Consider the function $$f(w)=\frac{e^{2\pi iw}-1}{w+1}$$
I guess that this function is surjective except at integer $w$. My argument is:
$\frac{1}{w+1}$ is surjective on the whole complex plane.
$e^{2\pi iw}-1$ is $1$ periodic.
Therefore the product of these two functions is surjective on the whole complex plane except the zeroes of $e^{2\pi iw}-1$, i.e. integer $w$.
Is this argument strong enough? Is it supported by any theorem?
Moreover, I would like to obtain the inverse function of $1/f(w)$.

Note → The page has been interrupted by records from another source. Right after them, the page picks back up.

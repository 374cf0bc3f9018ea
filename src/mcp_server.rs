// src/mcp_server.rs

use anyhow::Result;
use flight_compare::ranking::{mark_best_deals, rank_by_travel_cost};
use flight_compare::{
    compare_flights, comparison_candidates, CompareConfig, Flight, Itinerary, Normalizer,
    SelectionStore,
};
use rmcp::{
    model::{ServerCapabilities, ServerInfo},
    schemars, tool,
    transport::stdio,
    ServerHandler, ServiceExt,
};
use serde::Deserialize;
use serde_json::{json, Value};
use std::path::PathBuf;
use std::sync::{Arc, Mutex, MutexGuard};
use tracing::{debug, error, info, warn};
use tracing_subscriber::{layer::SubscriberExt, util::SubscriberInitExt, EnvFilter};

const CONFIG_ENV: &str = "FLIGHT_COMPARE_CONFIG";

/// Flight comparison MCP server. One selection store per server session.
#[derive(Clone)]
pub struct CompareServer {
    config: Arc<CompareConfig>,
    selection: Arc<Mutex<SelectionStore>>,
}

impl CompareServer {
    pub fn new(config: CompareConfig) -> Self {
        Self {
            config: Arc::new(config),
            selection: Arc::new(Mutex::new(SelectionStore::new())),
        }
    }

    /// Initialize logging to file
    fn init_logging() -> Result<()> {
        let log_dir = PathBuf::from("logs");
        std::fs::create_dir_all(&log_dir)?;

        let file_appender = tracing_appender::rolling::daily(&log_dir, "flight-compare-mcp.log");

        let filter = match EnvFilter::try_from_default_env() {
            Ok(filter) => filter,
            Err(_) => EnvFilter::new("info").add_directive("flight_compare=debug".parse()?),
        };

        tracing_subscriber::registry()
            .with(filter)
            .with(
                tracing_subscriber::fmt::layer()
                    .with_writer(file_appender)
                    .with_ansi(false)
                    .with_target(true)
                    .with_thread_ids(true)
                    .with_file(true)
                    .with_line_number(true)
                    .json(),
            )
            .init();

        info!("Logging initialized - logs will be written to logs/flight-compare-mcp.log.*");
        Ok(())
    }

    fn load_config() -> CompareConfig {
        match std::env::var(CONFIG_ENV) {
            Ok(path) => match CompareConfig::from_file(&path) {
                Ok(config) => config,
                Err(e) => {
                    error!(path = %path, error = %e, "Invalid config, falling back to defaults");
                    CompareConfig::default()
                }
            },
            Err(_) => CompareConfig::default(),
        }
    }

    fn selection(&self) -> MutexGuard<'_, SelectionStore> {
        // Store mutations are single Vec operations, so a poisoned store is still consistent
        self.selection
            .lock()
            .unwrap_or_else(|poisoned| poisoned.into_inner())
    }

    fn normalizer(&self) -> Normalizer {
        Normalizer::new(&self.config)
    }

    fn handle_compare(&self, params: CompareParams) -> Value {
        let flights: Vec<Flight> = params.flights.into_iter().map(Flight::from).collect();

        let candidates = match params.selected_id.as_deref() {
            Some(id) => match flights.iter().find(|f| f.selection_id() == Some(id.trim())) {
                Some(selected) => comparison_candidates(selected, &flights),
                None => {
                    warn!(selected_id = id, "Selected flight not in candidate list");
                    return json!({ "error": format!("Flight not found: {}", id) });
                }
            },
            None => flights,
        };

        compare_candidates(&candidates, &self.normalizer())
    }

    fn handle_toggle(&self, params: ToggleParams) -> Value {
        let flight = Flight::from(params.flight);
        let id = flight.selection_id().map(str::to_string);
        let mut selection = self.selection();
        let outcome = selection.toggle(flight);
        info!(id = id.as_deref(), outcome = ?outcome, "Selection toggled");
        json!({
            "outcome": outcome,
            "id": id,
            "selected_ids": selected_ids(&selection),
        })
    }

    fn handle_clear(&self) -> Value {
        let mut selection = self.selection();
        let cleared = selection.len();
        selection.clear();
        info!(cleared, "Selection cleared");
        json!({ "cleared": cleared })
    }

    fn handle_list(&self) -> Value {
        let selection = self.selection();
        json!({
            "count": selection.len(),
            "flights": selection.all(),
        })
    }

    fn handle_compare_selection(&self) -> Value {
        let selected = self.selection().all().to_vec();
        compare_candidates(&selected, &self.normalizer())
    }

    fn handle_itinerary(&self) -> Value {
        let itinerary = Itinerary::from_selection(&self.selection(), &self.config);
        if itinerary.is_empty() {
            return json!({
                "itinerary": itinerary,
                "message": "No flights selected yet. Use toggle_selection to add flights."
            });
        }
        json!({ "itinerary": itinerary })
    }

    fn handle_rank(&self, params: RankParams) -> Value {
        let mut flights: Vec<Flight> = params.flights.into_iter().map(Flight::from).collect();
        mark_best_deals(&mut flights, &self.config);
        if params.by_travel_cost.unwrap_or(false) {
            rank_by_travel_cost(&mut flights);
        }
        if let Some(limit) = params.max_flights {
            flights.truncate(limit);
        }
        json!({ "total_flights": flights.len(), "flights": flights })
    }
}

/// Flight record supplied by the client
#[derive(Debug, Deserialize, Clone, schemars::JsonSchema)]
pub struct FlightParam {
    #[schemars(description = "Unique flight id within the result set")]
    pub id: Option<String>,
    #[schemars(description = "Airline name (e.g., Delta Airlines)")]
    pub airline: Option<String>,
    #[schemars(description = "Flight number (e.g., DL1234)")]
    pub flight_number: Option<String>,
    #[schemars(description = "Departure airport code (e.g., LAX)")]
    pub departure_airport: Option<String>,
    #[schemars(description = "Arrival airport code (e.g., JFK)")]
    pub arrival_airport: Option<String>,
    #[schemars(description = "Departure time as shown to the user")]
    pub departure_time: Option<String>,
    #[schemars(description = "Arrival time as shown to the user")]
    pub arrival_time: Option<String>,
    #[schemars(description = "Departure date in YYYY-MM-DD format")]
    pub departure_date: Option<String>,
    #[schemars(description = "Arrival date in YYYY-MM-DD format")]
    pub arrival_date: Option<String>,
    #[schemars(description = "Duration, either ISO-8601 (PT5H30M) or human readable (5h 30m)")]
    pub duration: Option<String>,
    #[schemars(description = "Total price")]
    pub price: Option<f64>,
    #[schemars(description = "Currency code (default: USD)")]
    pub currency: Option<String>,
    #[schemars(description = "Number of stops (0 for non-stop)")]
    pub stops: Option<u32>,
    #[schemars(description = "Booking link")]
    pub booking_link: Option<String>,
    #[schemars(description = "Cabin class (e.g., economy)")]
    pub cabin_class: Option<String>,
}

impl From<FlightParam> for Flight {
    fn from(param: FlightParam) -> Self {
        Flight {
            id: param.id,
            airline: param.airline.unwrap_or_default(),
            flight_number: param.flight_number.unwrap_or_default(),
            departure_airport: param.departure_airport.unwrap_or_default(),
            arrival_airport: param.arrival_airport.unwrap_or_default(),
            departure_time: param.departure_time.unwrap_or_default(),
            arrival_time: param.arrival_time.unwrap_or_default(),
            departure_date: param.departure_date,
            arrival_date: param.arrival_date,
            duration: param.duration,
            price: param.price,
            currency: param.currency,
            stops: param.stops,
            booking_link: param.booking_link,
            cabin_class: param.cabin_class,
            is_optimal: false,
        }
    }
}

/// Comparison request parameters
#[derive(Debug, Deserialize, Clone, schemars::JsonSchema)]
pub struct CompareParams {
    #[schemars(description = "Candidate flights. Exactly two are compared; with selected_id the list is cut to the selected flight plus the first alternative")]
    pub flights: Vec<FlightParam>,
    #[schemars(description = "Id of the flight the user selected")]
    pub selected_id: Option<String>,
}

#[derive(Debug, Deserialize, Clone, schemars::JsonSchema)]
pub struct ToggleParams {
    #[schemars(description = "Flight to add to or remove from the selection")]
    pub flight: FlightParam,
}

#[derive(Debug, Deserialize, Clone, schemars::JsonSchema)]
pub struct RankParams {
    #[schemars(description = "Flights to rank")]
    pub flights: Vec<FlightParam>,
    #[schemars(description = "Rank by price plus time and stop penalties instead of price alone")]
    pub by_travel_cost: Option<bool>,
    #[schemars(description = "Maximum number of flights to return")]
    pub max_flights: Option<usize>,
}

fn selected_ids(selection: &SelectionStore) -> Vec<String> {
    selection
        .all()
        .iter()
        .filter_map(|f| f.selection_id().map(str::to_string))
        .collect()
}

fn compare_candidates(candidates: &[Flight], normalizer: &Normalizer) -> Value {
    let report = compare_flights(candidates, normalizer);
    debug!(
        candidates = candidates.len(),
        insights = report.summary.insights.len(),
        "Comparison computed"
    );

    let mut value = match serde_json::to_value(&report) {
        Ok(value) => value,
        Err(e) => {
            error!("Failed to serialize comparison: {}", e);
            return json!({ "error": format!("Failed to serialize comparison: {}", e) });
        }
    };
    if report.summary.is_empty() {
        value["message"] = json!(format!(
            "Comparison needs exactly two flights, got {}.",
            candidates.len()
        ));
    }
    value
}

fn to_response(value: Value) -> String {
    serde_json::to_string_pretty(&value)
        .unwrap_or_else(|e| format!(r#"{{"error": "Failed to serialize results: {}"}}"#, e))
}

#[tool(tool_box)]
impl CompareServer {
    #[tool(description = "Compare two flights: normalized price, duration, stops and convenience, plus price/duration insights and a recommendation. Pass exactly two flights, or a list plus selected_id.")]
    async fn compare_flights(&self, #[tool(aggr)] params: CompareParams) -> String {
        info!(
            flights = params.flights.len(),
            selected_id = params.selected_id.as_deref(),
            "Comparison request received"
        );
        to_response(self.handle_compare(params))
    }

    #[tool(description = "Add a flight to the session selection, or remove it if it is already selected")]
    async fn toggle_selection(&self, #[tool(aggr)] params: ToggleParams) -> String {
        to_response(self.handle_toggle(params))
    }

    #[tool(description = "Remove every flight from the session selection")]
    async fn clear_selection(&self) -> String {
        to_response(self.handle_clear())
    }

    #[tool(description = "List the selected flights in the order they were selected")]
    async fn list_selection(&self) -> String {
        to_response(self.handle_list())
    }

    #[tool(description = "Compare the selected flights. Needs exactly two selected flights.")]
    async fn compare_selection(&self) -> String {
        to_response(self.handle_compare_selection())
    }

    #[tool(description = "Build an itinerary with a cost summary from the selected flights")]
    async fn build_itinerary(&self) -> String {
        to_response(self.handle_itinerary())
    }

    #[tool(description = "Sort flights by price and flag the best deals")]
    async fn rank_flights(&self, #[tool(aggr)] params: RankParams) -> String {
        info!(flights = params.flights.len(), "Ranking request received");
        to_response(self.handle_rank(params))
    }
}

#[tool(tool_box)]
impl ServerHandler for CompareServer {
    fn get_info(&self) -> ServerInfo {
        ServerInfo {
            instructions: Some("A flight comparison server. Compares pairs of flights with normalized metrics and a recommendation, keeps a per-session selection of flights, and builds itineraries with cost summaries.".into()),
            capabilities: ServerCapabilities::builder().enable_tools().build(),
            ..Default::default()
        }
    }
}

#[tokio::main]
async fn main() -> Result<()> {
    if let Err(e) = CompareServer::init_logging() {
        eprintln!("Failed to initialize logging: {}", e);
    }

    info!("Starting MCP flight comparison server");

    let server = CompareServer::new(CompareServer::load_config());
    let transport = stdio();

    let service = server.serve(transport).await?;
    info!("MCP service started, waiting for requests");

    service.waiting().await?;

    info!("MCP service shutting down");
    Ok(())
}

I guess the inverse function is single-valued except at infinity, and therefore has an infinite radius of convergence.
Following the notations on Wikipedia page of Lagrange Inversion Theorem, I obtained $$g_n=\sum^n_{r=0}(-1)^{n-r}(2\pi ni)^{n-1}$$
Is this correct? I think such simple function should have a simpler inverse.
Thanks in advance.
p.s. If it turns out that the inverse of $f(w)$ is even more beautiful, please kindly provide it in your answer.
No, the inverse is not single-valued. The solutions of $1/f(w) = z$ are $$ w = {\frac {i/2{\rm W} \left(-2\,i\pi\,z{{\rm e}^{-2\,i\pi\,z}}\right)}{ \pi}}-z-1 $$ where $W$ is the Lambert W function. This is multivalued, with infinitely many branches.